§ Assignment: Give back exactly the lines of the data below, starting with the line that has "pub struct AccessToken" and going on through the line that has "current UTC instant.".

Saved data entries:
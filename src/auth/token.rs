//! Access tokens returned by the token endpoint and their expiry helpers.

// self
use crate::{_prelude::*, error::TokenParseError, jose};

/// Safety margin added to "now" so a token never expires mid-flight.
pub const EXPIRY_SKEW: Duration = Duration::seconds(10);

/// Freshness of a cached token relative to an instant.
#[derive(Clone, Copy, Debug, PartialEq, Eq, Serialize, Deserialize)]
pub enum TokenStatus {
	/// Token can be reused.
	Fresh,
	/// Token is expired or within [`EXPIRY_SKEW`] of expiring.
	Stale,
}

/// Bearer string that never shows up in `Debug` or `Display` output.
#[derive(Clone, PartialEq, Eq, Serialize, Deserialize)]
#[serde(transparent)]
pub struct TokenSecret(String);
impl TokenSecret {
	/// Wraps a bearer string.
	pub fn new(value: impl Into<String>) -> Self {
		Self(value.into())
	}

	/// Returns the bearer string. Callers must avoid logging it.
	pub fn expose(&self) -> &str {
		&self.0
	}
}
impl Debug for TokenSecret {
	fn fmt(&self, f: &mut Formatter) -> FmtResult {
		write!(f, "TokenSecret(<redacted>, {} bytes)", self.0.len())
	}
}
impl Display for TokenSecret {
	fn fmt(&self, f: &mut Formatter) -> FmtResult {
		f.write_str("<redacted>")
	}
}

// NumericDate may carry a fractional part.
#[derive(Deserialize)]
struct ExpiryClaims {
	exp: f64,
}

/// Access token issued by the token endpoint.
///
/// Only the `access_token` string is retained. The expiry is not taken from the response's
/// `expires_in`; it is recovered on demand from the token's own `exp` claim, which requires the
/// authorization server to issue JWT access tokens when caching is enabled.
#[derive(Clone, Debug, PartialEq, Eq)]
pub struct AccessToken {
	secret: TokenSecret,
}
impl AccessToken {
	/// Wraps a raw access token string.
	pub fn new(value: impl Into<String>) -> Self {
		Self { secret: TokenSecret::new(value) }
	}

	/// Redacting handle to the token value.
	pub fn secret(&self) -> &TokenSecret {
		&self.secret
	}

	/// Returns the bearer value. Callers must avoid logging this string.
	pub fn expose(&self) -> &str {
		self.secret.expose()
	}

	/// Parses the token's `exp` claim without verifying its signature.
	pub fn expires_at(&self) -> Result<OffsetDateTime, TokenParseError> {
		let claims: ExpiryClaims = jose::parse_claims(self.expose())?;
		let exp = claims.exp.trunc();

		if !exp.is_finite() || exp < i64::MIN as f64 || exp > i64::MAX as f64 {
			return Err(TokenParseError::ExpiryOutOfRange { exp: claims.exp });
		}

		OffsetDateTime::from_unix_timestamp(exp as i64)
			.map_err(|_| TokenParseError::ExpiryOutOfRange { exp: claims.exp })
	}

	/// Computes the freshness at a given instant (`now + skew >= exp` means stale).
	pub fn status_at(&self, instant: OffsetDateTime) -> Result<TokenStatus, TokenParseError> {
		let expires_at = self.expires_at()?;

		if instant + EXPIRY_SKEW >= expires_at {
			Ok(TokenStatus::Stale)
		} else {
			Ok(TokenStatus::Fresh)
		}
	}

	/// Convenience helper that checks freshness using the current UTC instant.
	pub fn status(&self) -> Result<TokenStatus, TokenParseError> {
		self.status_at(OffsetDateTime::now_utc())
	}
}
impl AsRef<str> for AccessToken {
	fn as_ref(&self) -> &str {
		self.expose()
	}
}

§ Reply:
pub struct AccessToken {
	secret: TokenSecret,
}
impl AccessToken {
	/// Wraps a raw access token string.
	pub fn new(value: impl Into<String>) -> Self {
		Self { secret: TokenSecret::new(value) }
	}

	/// Redacting handle to the token value.
	pub fn secret(&self) -> &TokenSecret {
		&self.secret
	}

	/// Returns the bearer value. Callers must avoid logging this string.
	pub fn expose(&self) -> &str {
		self.secret.expose()
	}

	/// Parses the token's `exp` claim without verifying its signature.
	pub fn expires_at(&self) -> Result<OffsetDateTime, TokenParseError> {
		let claims: ExpiryClaims = jose::parse_claims(self.expose())?;
		let exp = claims.exp.trunc();

		if !exp.is_finite() || exp < i64::MIN as f64 || exp > i64::MAX as f64 {
			return Err(TokenParseError::ExpiryOutOfRange { exp: claims.exp });
		}

		OffsetDateTime::from_unix_timestamp(exp as i64)
			.map_err(|_| TokenParseError::ExpiryOutOfRange { exp: claims.exp })
	}

	/// Computes the freshness at a given instant (`now + skew >= exp` means stale).
	pub fn status_at(&self, instant: OffsetDateTime) -> Result<TokenStatus, TokenParseError> {
		let expires_at = self.expires_at()?;

		if instant + EXPIRY_SKEW >= expires_at {
			Ok(TokenStatus::Stale)
		} else {
			Ok(TokenStatus::Fresh)
		}
	}

	/// Convenience helper that checks freshness using the current UTC instant.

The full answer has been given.